> [EXERCISE DIRECTIONS]
Line by line, output the data that follows exactly as written.

> [DATASET EXCERPTS]

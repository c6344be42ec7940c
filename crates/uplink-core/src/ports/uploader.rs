//! Upload port (driven/secondary port)
//!
//! Remote storage is opaque to the engine: one call moves one local file
//! into one remote directory, keeping the local file name.
//!
//! ## Design Notes
//!
//! - Uses `anyhow::Result` because transport errors are adapter-specific.
//! - A call is all-or-nothing from the engine's point of view. Partial
//!   uploads must be reported as failures.

use std::path::Path;

use crate::domain::newtypes::RemotePath;

/// Port trait for uploading artifacts to remote storage
#[async_trait::async_trait]
pub trait IUploader: Send + Sync {
    /// Uploads `local` into `remote_dir`
    ///
    /// The remote file name is the final component of `local`.
    ///
    /// # Errors
    /// Returns an error if the upload did not complete
    async fn upload(&self, local: &Path, remote_dir: &RemotePath) -> anyhow::Result<()>;
}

> [ANSWER SECTION]
repository c6344be42ec7940c
filename crates/uplink-core/src/ports/uploader.rs
//! Upload port (driven/secondary port)
//!
//! Remote storage is opaque to the engine: one call moves one local file
//! into one remote directory, keeping the local file name.
//!
//! ## Design Notes
//!
//! - Uses `anyhow::Result` because transport errors are adapter-specific.
//! - A call is all-or-nothing from the engine's point of view. Partial
//!   uploads must be reported as failures.

use std::path::Path;

use crate::domain::newtypes::RemotePath;

/// Port trait for uploading artifacts to remote storage
#[async_trait::async_trait]
pub trait IUploader: Send + Sync {
    /// Uploads `local` into `remote_dir`
    ///
    /// The remote file name is the final component of `local`.
    ///
    /// # Errors
    /// Returns an error if the upload did not complete
    async fn upload(&self, local: &Path, remote_dir: &RemotePath) -> anyhow::Result<()>;
}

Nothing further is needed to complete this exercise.